Arbitration is a worthy alternative to court
Family lawyers must embrace this fairer, more flexible and potentially cheaper option, says Marilyn Stowe.
Family law arbitration has been a hotly debated topic recently, encountering both praise and opposition since it was announced. Run by the Institute of Family Law Arbitrators (IFLA), family law groups and the Chartered Institute of Arbitrators (CIArb), arbitration enables couples to resolve financial disputes out of court by appointing an experienced legal specialist trained to arbitrate under the scheme.
Already employed successfully to resolve commercial disputes, I believe the process is attracting attention because it offers a real, workable alternative to court for divorcing couples.
We all know the pressure an already overburdened judiciary is working under and the delays in every court across the country. It’s not long since mediation was a much-touted solution to this problem. Indeed, in the government’s recent response to the Family Justice Review it once again renewed its commitment to the process by which trained mediators help couples to reach their own settlement through agreement.
The perceived lack of legal ‘teeth’ in mediation means it is seen as a weak option and most couples remain prepared to pursue their case through court, because they want a fair and objective outcome imposed upon them. Many lawyers, however, steeped in tradition and the court process, regard an alternative model with suspicion and seem to believe lengthy and costly litigation is the only viable option. In modern times, that cannot be right.
I believe arbitration provides an excellent alternative. Arbitrators have wide-ranging powers to make swift decisions on any case management or substantive issues upon which the parties involved can’t agree. This includes deciding what matters are included in the arbitration agreement, making interim awards on issues such as maintenance, the extent of disclosure or the need for written submissions, as well as the appointment of an expert or assessor. They can also make orders for costs.
Arbitration is more informal, fair, flexible, strictly private and potentially cheaper because it doesn’t need to follow the more lengthy process adopted by the courts dealing with similar matters. True the arbitrator will charge a fee (and each arbitrator will set their own rate), but that fee should be offset against the savings that can be made and the additional benefits gained. Arguments as to the enforceability of an arbitration award will no doubt crop up in time, as they do in commercial cases, and ultimately a court may have to resolve the dispute. But it is expected that these awards will routinely be upheld by the courts, and in some cases there will be no need for a court order at all.

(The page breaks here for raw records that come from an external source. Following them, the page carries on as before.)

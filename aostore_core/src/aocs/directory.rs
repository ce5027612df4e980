//! Block directory: maps a row number to the block holding it, per column.

use std::collections::HashMap;

use parking_lot::{Mutex, RwLock};

use crate::error::{Error, Result};

use super::TupleId;

/// One block: rows `first_row_num..first_row_num + row_count` start at
/// `file_offset` of the column's segment file.
#[derive(Debug, Clone, Copy, PartialEq, Eq)]
pub struct DirectoryEntry {
    pub first_row_num: i64,
    pub file_offset: u64,
    pub row_count: i64,
}

impl DirectoryEntry {
    pub fn contains(&self, row_num: i64) -> bool {
        row_num >= self.first_row_num && row_num < self.first_row_num + self.row_count
    }
}

pub trait BlockDirectory: Send + Sync {
    /// Start registering blocks for `segno`. Entries become visible at
    /// `end_for_insert`.
    fn init_for_insert(&self, segno: u32, num_columns: usize) -> Result<()>;

    fn insert_entry(&self, segno: u32, column: usize, entry: DirectoryEntry) -> Result<()>;

    fn end_for_insert(&self, segno: u32) -> Result<()>;

    /// The entry covering `tid` in `column`, if any.
    fn get_entry(&self, tid: TupleId, column: usize) -> Result<Option<DirectoryEntry>>;
}

#[derive(Debug, Default)]
struct PendingInsert {
    num_columns: usize,
    entries: Vec<(usize, DirectoryEntry)>,
}

/// Entries kept sorted by first row number per (segment, column).
#[derive(Debug, Default)]
pub struct InMemoryBlockDirectory {
    entries: RwLock<HashMap<(u32, usize), Vec<DirectoryEntry>>>,
    pending: Mutex<HashMap<u32, PendingInsert>>,
}

impl InMemoryBlockDirectory {
    pub fn new() -> Self {
        Self::default()
    }

    /// Published entries of one column, for tests and tooling.
    pub fn entries(&self, segno: u32, column: usize) -> Vec<DirectoryEntry> {
        self.entries
            .read()
            .get(&(segno, column))
            .cloned()
            .unwrap_or_default()
    }
}

impl BlockDirectory for InMemoryBlockDirectory {
    fn init_for_insert(&self, segno: u32, num_columns: usize) -> Result<()> {
        // entries of an insert that never ended are dropped here
        self.pending.lock().insert(
            segno,
            PendingInsert {
                num_columns,
                entries: Vec::new(),
            },
        );
        Ok(())
    }

    fn insert_entry(&self, segno: u32, column: usize, entry: DirectoryEntry) -> Result<()> {
        let mut pending = self.pending.lock();
        let insert = pending
            .get_mut(&segno)
            .ok_or_else(|| Error::contract(format!("block directory insert for segment {} not started", segno)))?;
        if column >= insert.num_columns {
            return Err(Error::contract(format!(
                "column {} out of range for a {}-column insert",
                column, insert.num_columns
            )));
        }
        insert.entries.push((column, entry));
        Ok(())
    }

    fn end_for_insert(&self, segno: u32) -> Result<()> {
        let insert = self
            .pending
            .lock()
            .remove(&segno)
            .ok_or_else(|| Error::contract(format!("block directory insert for segment {} not started", segno)))?;
        let mut entries = self.entries.write();
        for (column, entry) in insert.entries {
            let list = entries.entry((segno, column)).or_default();
            let at = list.partition_point(|e| e.first_row_num < entry.first_row_num);
            list.insert(at, entry);
        }
        Ok(())
    }

    fn get_entry(&self, tid: TupleId, column: usize) -> Result<Option<DirectoryEntry>> {
        let entries = self.entries.read();
        let list = match entries.get(&(tid.segno(), column)) {
            Some(list) => list,
            None => return Ok(None),
        };
        let after = list.partition_point(|e| e.first_row_num <= tid.row_num());
        Ok(after
            .checked_sub(1)
            .map(|i| list[i])
            .filter(|e| e.contains(tid.row_num())))
    }
}
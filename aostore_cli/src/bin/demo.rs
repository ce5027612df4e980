//! Column-oriented append-only table demo
//!
//! Builds a small request-log table in a temporary directory, inserts a few
//! tens of thousands of rows, then shows the three ways of reading it back:
//! a filtered sequential scan, random fetches by tuple id, and a scan after
//! some rows were hidden through the visibility map.

use std::sync::Arc;
use std::time::{Duration, Instant};

use anyhow::{Context, Result};
use tracing_subscriber::EnvFilter;

use aostore_codecs::BundledCodecs;
use aostore_core::aocs::{
    AocsFetch, AocsHeaderScan, AocsInsert, AocsScan, AocsServices, ColumnDesc, ColumnType, ScanFilter,
    ScanOptions, SegmentFileInfo, TableDesc, TupleId, Value,
};
use aostore_core::CompressionKind;

// ── constants ──────────────────────────────────────────────────────────────

const ROWS: i64 = 50_000;
const SEGNO: u32 = 1;
const STATUSES: &[&str] = &["200", "200", "200", "304", "200", "404", "200", "500"];
const PATHS: &[&str] = &[
    "/api/v1/catalog/items",
    "/api/v1/orders/status",
    "/api/v1/users/profile",
    "/api/v1/cart/items",
    "/health",
];

// ── data generator ─────────────────────────────────────────────────────────

/// Deterministic row `i`: id, path, status, latency, cache hit.
fn generate_row(i: i64) -> Vec<Option<Value>> {
    let n = i as usize;
    let status = STATUSES[(n * 5 + 2) % STATUSES.len()];
    let latency = ((i * 137 + 42) % 900 + 10) as f64 / 100.0;
    // every 97th request has no recorded latency
    let latency = if i % 97 == 0 { None } else { Some(Value::Float64(latency)) };
    vec![
        Some(Value::Int64(i)),
        Some(Value::Text(PATHS[(n * 11 + 5) % PATHS.len()].to_string())),
        Some(Value::Text(status.to_string())),
        latency,
        // long runs of the same flag
        Some(Value::Bool((i / 500) % 3 == 0)),
    ]
}

fn request_table() -> TableDesc {
    TableDesc::new(
        "requests",
        16384,
        vec![
            ColumnDesc::new("id", ColumnType::Int64),
            ColumnDesc::new("path", ColumnType::Text).compressed(CompressionKind::Zstd, 3),
            ColumnDesc::new("status", ColumnType::Text).compressed(CompressionKind::Lz4, 1),
            ColumnDesc::new("latency_ms", ColumnType::Float64).compressed(CompressionKind::Zlib, 6),
            ColumnDesc::new("cache_hit", ColumnType::Bool).run_length(),
        ],
    )
}

// ── formatting ─────────────────────────────────────────────────────────────

fn human_bytes(n: u64) -> String {
    const U: &[&str] = &["B", "KB", "MB", "GB"];
    let mut v = n as f64;
    let mut u = 0;
    while v >= 1024.0 && u < U.len() - 1 {
        v /= 1024.0;
        u += 1;
    }
    if u == 0 {
        format!("{n} B")
    } else {
        format!("{v:.2} {}", U[u])
    }
}

fn fmt_duration(d: Duration) -> String {
    let ms = d.as_secs_f64() * 1000.0;
    if ms < 1.0 {
        format!("{:.1} µs", ms * 1000.0)
    } else if ms < 1000.0 {
        format!("{ms:.1} ms")
    } else {
        format!("{:.2} s", d.as_secs_f64())
    }
}

// ── demo runner ────────────────────────────────────────────────────────────

fn run() -> Result<()> {
    let dir = tempfile::tempdir().context("creating table directory")?;
    let table = request_table();
    let services = AocsServices::in_memory(Some(Arc::new(BundledCodecs)));

    println!();
    println!("  Column-oriented append-only table '{}' in {:?}", table.name, dir.path());
    println!();

    // insert
    let t0 = Instant::now();
    let segment = SegmentFileInfo::new(SEGNO, table.columns.len())?;
    let mut insert = AocsInsert::open(&table, dir.path(), segment, services.clone())?;
    let mut tids: Vec<TupleId> = Vec::with_capacity(ROWS as usize);
    for i in 0..ROWS {
        tids.push(insert.insert(&generate_row(i))?);
    }
    let outcome = insert.finish()?;
    let segment = outcome.segment;
    println!("  Inserted {} rows in {}", outcome.rows_inserted, fmt_duration(t0.elapsed()));
    println!();
    println!(
        "  {:<12}  {:>7}  {:>10}  {:>12}  {:>12}  {:>7}",
        "column", "blocks", "compressed", "eof", "uncompressed", "writes"
    );
    println!("  {}", "─".repeat(70));
    for (i, (desc, stats)) in table.columns.iter().zip(&outcome.column_stats).enumerate() {
        let eof = segment.column_eof(i)?;
        println!(
            "  {:<12}  {:>7}  {:>10}  {:>12}  {:>12}  {:>7}",
            desc.name,
            stats.blocks,
            stats.compressed_blocks,
            human_bytes(eof.eof),
            human_bytes(eof.eof_uncompressed),
            stats.physical_writes
        );
    }
    println!();

    // headers of one column
    let mut headers = AocsHeaderScan::open(&table, dir.path(), &segment, 2)?;
    let mut first = Vec::new();
    while let Some(block) = headers.next_header()? {
        if first.len() < 3 {
            first.push(block);
        }
    }
    headers.finish();
    println!("  First blocks of column 'status':");
    for block in &first {
        println!(
            "    offset {:>8}  {:<22}  rows {:>6}  first row {:>6}  stored {:>6}",
            block.header_offset,
            block.info.kind.name(),
            block.info.row_count,
            block.first_row_num,
            block.info.stored_len()
        );
    }
    println!();

    // filtered scan
    let segments = vec![segment.clone()];
    let filters = vec![
        ScanFilter::new(1, |v| matches!(v, Some(Value::Text(p)) if p.starts_with("/api"))),
        ScanFilter::new(2, |v| matches!(v, Some(Value::Text(s)) if s == "500")),
    ];
    let t0 = Instant::now();
    let mut scan = AocsScan::new(
        &table,
        dir.path(),
        segments.clone(),
        &[0, 3],
        filters,
        ScanOptions::default(),
        &services,
    )?;
    let mut errors = 0u64;
    let mut slowest: Option<(i64, f64)> = None;
    while let Some(row) = scan.next_row()? {
        errors += 1;
        if let (Some(Value::Int64(id)), Some(Value::Float64(ms))) = (&row.values[0], &row.values[1]) {
            if slowest.map_or(true, |(_, best)| *ms > best) {
                slowest = Some((*id, *ms));
            }
        }
    }
    let order = scan.read_order();
    let stats = scan.stats();
    scan.finish();
    println!("  Scan: /api requests with status 500  →  {} rows in {}", errors, fmt_duration(t0.elapsed()));
    println!("    column read order after sampling : {:?}", order);
    println!(
        "    rows filtered {}  blocks read {}  decompressed {}",
        stats.rows_filtered, stats.blocks_read, stats.blocks_decompressed
    );
    if let Some((id, ms)) = slowest {
        println!("    slowest failing request          : id {} ({:.2} ms)", id, ms);
    }
    println!();

    // random fetches
    let mut fetch = AocsFetch::new(&table, dir.path(), &segments, &[0, 1, 2], &services)?;
    let t0 = Instant::now();
    let mut rng = 0x2545_f491_4f6c_dd1du64;
    for _ in 0..1000 {
        rng = rng.wrapping_mul(6364136223846793005).wrapping_add(1442695040888963407);
        let tid = tids[(rng >> 33) as usize % tids.len()];
        fetch.fetch(tid)?.with_context(|| format!("row {} vanished", tid))?;
    }
    let sample = fetch.fetch(tids[12_345])?;
    let fstats = fetch.stats();
    fetch.finish();
    println!("  Fetch: 1000 random tuple ids in {}", fmt_duration(t0.elapsed()));
    println!(
        "    found {}  cached values {}  physical reads {}",
        fstats.found, fstats.cached_values, fstats.physical_reads
    );
    if let Some(row) = sample {
        let shown: Vec<String> = row
            .iter()
            .map(|v| v.as_ref().map_or_else(|| "NULL".to_string(), |v| v.to_string()))
            .collect();
        println!("    {} = ({})", tids[12_345], shown.join(", "));
    }
    println!();

    // hide every 10th row and count again
    for tid in tids.iter().step_by(10) {
        services.visibility_map.hide(*tid)?;
    }
    let mut scan = AocsScan::new(
        &table,
        dir.path(),
        segments,
        &[0],
        Vec::new(),
        ScanOptions::default(),
        &services,
    )?;
    let mut visible = 0u64;
    for row in scan.by_ref() {
        row?;
        visible += 1;
    }
    let stats = scan.stats();
    scan.finish();
    println!(
        "  After hiding every 10th row: {} visible, {} skipped as invisible",
        visible, stats.rows_invisible
    );
    println!();
    Ok(())
}

fn main() {
    let filter = EnvFilter::try_from_default_env().unwrap_or_else(|_| EnvFilter::new("warn"));
    tracing_subscriber::fmt().with_env_filter(filter).with_writer(std::io::stderr).init();
    if let Err(e) = run() {
        eprintln!("Error: {e:#}");
        std::process::exit(1);
    }
}
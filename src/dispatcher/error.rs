use std::error::Error;
use std::fmt;

use super::registry::ComponentKind;

/// Error raised while building a handler registry.
///
/// Detected at build time, never at dispatch time. Not retryable.
#[derive(Clone, Debug, PartialEq, Eq)]
pub enum RegistryError {
    /// Two handlers were registered for the same name within one component
    /// partition.
    DuplicateHandler { kind: ComponentKind, name: String },
}

impl fmt::Display for RegistryError {
    fn fmt(&self, f: &mut fmt::Formatter<'_>) -> fmt::Result {
        match self {
            RegistryError::DuplicateHandler { kind, name } => {
                write!(f, "duplicate handler for {} message {}", kind, name)
            }
        }
    }
}

impl Error for RegistryError {}

/// Error type for dispatch and interceptor-chain processing.
#[derive(Debug)]
pub enum DispatchError {
    /// No handler registered for the message name in the requested component
    /// partition. A configuration defect — never retried.
    UnsupportedMessage { kind: ComponentKind, name: String },
    /// A handler's own failure, propagated unchanged.
    Handler(Box<dyn Error + Send + Sync>),
}

impl DispatchError {
    /// Wrap a handler failure for propagation through the chain.
    pub fn handler(err: impl Into<Box<dyn Error + Send + Sync>>) -> Self {
        DispatchError::Handler(err.into())
    }
}

impl fmt::Display for DispatchError {
    fn fmt(&self, f: &mut fmt::Formatter<'_>) -> fmt::Result {
        match self {
            DispatchError::UnsupportedMessage { kind, name } => {
                write!(f, "no {} handler registered for message {}", kind, name)
            }
            DispatchError::Handler(e) => write!(f, "handler failed: {}", e),
        }
    }
}

impl Error for DispatchError {
    fn source(&self) -> Option<&(dyn Error + 'static)> {
        match self {
            DispatchError::Handler(e) => Some(e.as_ref()),
            _ => None,
        }
    }
}
mod enveloper;
mod error;

pub use enveloper::{EnvelopeBuilder, Enveloper};
pub use error::EnveloperError;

I am among the first tranche of arbitrators selected, trained and qualified to conduct this work. All of us taking our places as members of the Chartered Institute of Arbitrators are experienced legal specialists capable of making a complex award – something we had to demonstrate in our training. Not everyone who undertakes training meets the requisite standard, and we currently count QCs and ex-High Court judges among our number. By contrast, mediators need not even be legally trained.
Duty of care
Family arbitration, its standards and operation overseen and regulated by the Family Arbitration Panel, IFLA and the CIArb, is a scheme created and pioneered by legal professionals. Now it is generally available across the country and requires the confidence and common sense of family lawyers to advise their clients as to its availability. Clients frustrated by the current court process may well agree to give it a go. Why shouldn’t they?
It would be a pity if they were hindered by family lawyers expressing reservations that I am confident will turn out to be misplaced.
All family lawyers owing a duty of care to their clients should in discussions about dispute resolution advise their clients of this option. If the clients of my firm – at varying financial levels – are anything to go by, then they will be ready to try it.
The only way we can test its suitability, and allow it to develop, is by giving it a go as a profession. We can no longer pretend that the legal landscape is not shifting.
And if we cannot come up with our own ideas and adapt, change may even be imposed upon us.